Count the lines containing "OrphanTagPattern" in the entries underneath, and state that count without anything else.

Dataset entries:
-=-=-

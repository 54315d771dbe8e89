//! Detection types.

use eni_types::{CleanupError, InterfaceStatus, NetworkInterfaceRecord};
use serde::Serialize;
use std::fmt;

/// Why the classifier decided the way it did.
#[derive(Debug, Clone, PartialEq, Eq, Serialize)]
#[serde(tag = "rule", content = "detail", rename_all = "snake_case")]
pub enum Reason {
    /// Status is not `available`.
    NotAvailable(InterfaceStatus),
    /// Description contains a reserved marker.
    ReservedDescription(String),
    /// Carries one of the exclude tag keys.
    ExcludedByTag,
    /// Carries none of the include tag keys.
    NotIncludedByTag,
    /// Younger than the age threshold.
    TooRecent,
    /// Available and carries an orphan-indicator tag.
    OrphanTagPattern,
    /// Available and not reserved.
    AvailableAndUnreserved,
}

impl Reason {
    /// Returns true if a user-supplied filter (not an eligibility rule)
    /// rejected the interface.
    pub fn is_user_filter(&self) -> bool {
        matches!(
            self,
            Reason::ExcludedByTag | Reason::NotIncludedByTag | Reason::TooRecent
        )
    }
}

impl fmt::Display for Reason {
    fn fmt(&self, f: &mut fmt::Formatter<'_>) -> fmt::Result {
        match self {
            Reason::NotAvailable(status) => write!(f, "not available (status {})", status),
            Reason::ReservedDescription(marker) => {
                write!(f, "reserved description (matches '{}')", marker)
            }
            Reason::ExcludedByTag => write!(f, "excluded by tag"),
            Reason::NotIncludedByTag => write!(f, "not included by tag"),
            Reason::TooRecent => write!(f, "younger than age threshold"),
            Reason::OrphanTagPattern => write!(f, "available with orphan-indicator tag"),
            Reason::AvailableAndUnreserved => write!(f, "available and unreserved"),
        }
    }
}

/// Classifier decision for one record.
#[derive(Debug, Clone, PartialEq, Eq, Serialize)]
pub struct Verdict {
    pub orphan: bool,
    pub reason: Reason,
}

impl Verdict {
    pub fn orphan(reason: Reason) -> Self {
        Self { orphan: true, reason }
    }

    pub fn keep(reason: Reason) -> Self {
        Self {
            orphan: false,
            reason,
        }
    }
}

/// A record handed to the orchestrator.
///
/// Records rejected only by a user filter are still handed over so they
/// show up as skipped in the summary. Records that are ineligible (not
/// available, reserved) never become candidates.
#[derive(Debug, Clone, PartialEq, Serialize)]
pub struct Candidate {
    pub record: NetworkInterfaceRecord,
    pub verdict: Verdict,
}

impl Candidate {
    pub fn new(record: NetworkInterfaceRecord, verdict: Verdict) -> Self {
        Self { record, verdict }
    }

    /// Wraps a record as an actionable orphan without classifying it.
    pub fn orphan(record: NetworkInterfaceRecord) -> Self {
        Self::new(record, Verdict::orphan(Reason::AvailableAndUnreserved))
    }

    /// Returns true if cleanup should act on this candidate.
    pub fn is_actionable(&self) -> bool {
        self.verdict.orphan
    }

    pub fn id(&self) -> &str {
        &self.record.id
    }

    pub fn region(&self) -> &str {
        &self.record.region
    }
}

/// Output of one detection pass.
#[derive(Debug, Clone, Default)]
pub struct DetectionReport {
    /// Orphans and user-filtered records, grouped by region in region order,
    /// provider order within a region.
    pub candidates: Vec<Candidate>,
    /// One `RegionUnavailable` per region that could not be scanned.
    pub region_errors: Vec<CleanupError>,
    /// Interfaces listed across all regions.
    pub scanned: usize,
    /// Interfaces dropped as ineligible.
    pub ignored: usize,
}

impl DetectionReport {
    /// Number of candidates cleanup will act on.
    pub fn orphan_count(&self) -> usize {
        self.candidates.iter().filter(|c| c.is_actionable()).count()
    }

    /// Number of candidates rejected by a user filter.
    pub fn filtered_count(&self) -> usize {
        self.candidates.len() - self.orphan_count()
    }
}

-=-=-

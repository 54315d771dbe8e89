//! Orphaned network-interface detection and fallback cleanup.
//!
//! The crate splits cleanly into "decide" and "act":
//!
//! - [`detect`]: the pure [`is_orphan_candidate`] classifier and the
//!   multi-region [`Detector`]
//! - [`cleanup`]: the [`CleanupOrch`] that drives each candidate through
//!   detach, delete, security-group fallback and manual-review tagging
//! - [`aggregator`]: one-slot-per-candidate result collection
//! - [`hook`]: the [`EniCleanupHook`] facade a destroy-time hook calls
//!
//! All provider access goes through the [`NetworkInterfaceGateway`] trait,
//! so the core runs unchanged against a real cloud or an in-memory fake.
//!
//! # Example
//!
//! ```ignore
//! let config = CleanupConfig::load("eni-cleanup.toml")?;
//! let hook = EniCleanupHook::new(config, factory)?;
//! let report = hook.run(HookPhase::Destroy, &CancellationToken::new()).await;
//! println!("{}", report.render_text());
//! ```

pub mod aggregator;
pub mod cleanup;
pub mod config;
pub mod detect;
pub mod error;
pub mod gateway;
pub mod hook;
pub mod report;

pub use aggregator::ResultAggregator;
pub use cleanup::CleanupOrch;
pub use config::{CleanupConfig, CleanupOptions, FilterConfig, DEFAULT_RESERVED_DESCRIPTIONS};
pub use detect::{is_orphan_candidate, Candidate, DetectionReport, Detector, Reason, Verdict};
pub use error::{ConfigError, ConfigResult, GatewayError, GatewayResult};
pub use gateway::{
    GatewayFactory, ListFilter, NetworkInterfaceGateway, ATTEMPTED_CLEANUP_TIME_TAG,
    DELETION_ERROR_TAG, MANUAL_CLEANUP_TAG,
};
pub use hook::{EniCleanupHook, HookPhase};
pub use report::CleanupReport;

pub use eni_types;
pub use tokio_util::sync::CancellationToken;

-=-=-

* _EXERCISE RESULT_
2